> [ABOUT THIS TASK]:
Across all the records below, count the lines that hold "Equation". State only that figure.

Dataset entries:
'''
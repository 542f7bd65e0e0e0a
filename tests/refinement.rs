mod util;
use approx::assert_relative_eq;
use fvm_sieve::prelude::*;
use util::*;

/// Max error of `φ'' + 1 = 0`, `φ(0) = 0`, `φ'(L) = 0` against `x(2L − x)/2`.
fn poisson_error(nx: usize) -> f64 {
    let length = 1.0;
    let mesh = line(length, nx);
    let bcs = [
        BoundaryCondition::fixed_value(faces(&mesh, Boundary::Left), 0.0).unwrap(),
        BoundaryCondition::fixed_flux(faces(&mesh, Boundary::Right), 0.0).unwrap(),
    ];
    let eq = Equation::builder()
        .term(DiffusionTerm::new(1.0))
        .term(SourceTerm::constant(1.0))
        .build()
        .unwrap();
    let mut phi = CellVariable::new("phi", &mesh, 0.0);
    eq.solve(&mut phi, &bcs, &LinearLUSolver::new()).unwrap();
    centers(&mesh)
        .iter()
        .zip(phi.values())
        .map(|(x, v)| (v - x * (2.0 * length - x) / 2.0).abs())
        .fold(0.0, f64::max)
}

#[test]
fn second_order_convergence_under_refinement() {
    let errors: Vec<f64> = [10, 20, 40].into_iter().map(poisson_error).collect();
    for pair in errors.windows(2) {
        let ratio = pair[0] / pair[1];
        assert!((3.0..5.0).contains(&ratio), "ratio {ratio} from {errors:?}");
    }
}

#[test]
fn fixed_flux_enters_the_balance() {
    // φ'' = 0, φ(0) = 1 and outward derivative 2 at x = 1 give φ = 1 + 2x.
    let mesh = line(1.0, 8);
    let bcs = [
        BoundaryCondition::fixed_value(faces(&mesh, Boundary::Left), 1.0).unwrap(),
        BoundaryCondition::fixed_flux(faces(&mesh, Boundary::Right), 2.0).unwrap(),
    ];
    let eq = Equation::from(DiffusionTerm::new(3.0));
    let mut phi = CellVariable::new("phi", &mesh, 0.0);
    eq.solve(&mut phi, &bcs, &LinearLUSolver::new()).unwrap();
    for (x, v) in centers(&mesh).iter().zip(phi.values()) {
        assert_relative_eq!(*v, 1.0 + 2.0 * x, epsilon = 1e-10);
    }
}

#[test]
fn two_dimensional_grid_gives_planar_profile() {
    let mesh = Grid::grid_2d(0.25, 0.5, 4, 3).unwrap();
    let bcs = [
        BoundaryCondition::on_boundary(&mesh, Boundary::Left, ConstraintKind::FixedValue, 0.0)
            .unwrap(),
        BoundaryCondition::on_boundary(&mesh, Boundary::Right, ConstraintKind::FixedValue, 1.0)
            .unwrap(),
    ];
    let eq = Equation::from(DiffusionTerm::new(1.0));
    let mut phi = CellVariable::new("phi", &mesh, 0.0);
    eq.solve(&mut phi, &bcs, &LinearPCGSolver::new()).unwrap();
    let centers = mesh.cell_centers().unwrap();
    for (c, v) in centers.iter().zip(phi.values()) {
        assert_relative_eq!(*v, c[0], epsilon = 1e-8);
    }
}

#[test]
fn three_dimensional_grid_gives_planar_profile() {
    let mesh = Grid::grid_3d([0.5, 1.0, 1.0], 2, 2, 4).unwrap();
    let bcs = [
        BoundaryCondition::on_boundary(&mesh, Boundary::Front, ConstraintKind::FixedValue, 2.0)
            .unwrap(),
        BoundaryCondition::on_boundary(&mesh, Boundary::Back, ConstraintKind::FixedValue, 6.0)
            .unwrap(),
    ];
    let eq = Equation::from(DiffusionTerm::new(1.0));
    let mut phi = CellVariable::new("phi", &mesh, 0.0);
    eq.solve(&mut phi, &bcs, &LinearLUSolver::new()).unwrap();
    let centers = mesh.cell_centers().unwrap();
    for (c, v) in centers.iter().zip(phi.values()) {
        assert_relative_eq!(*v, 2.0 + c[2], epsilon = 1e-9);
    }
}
'''
> [ANSWER BELOW]:
4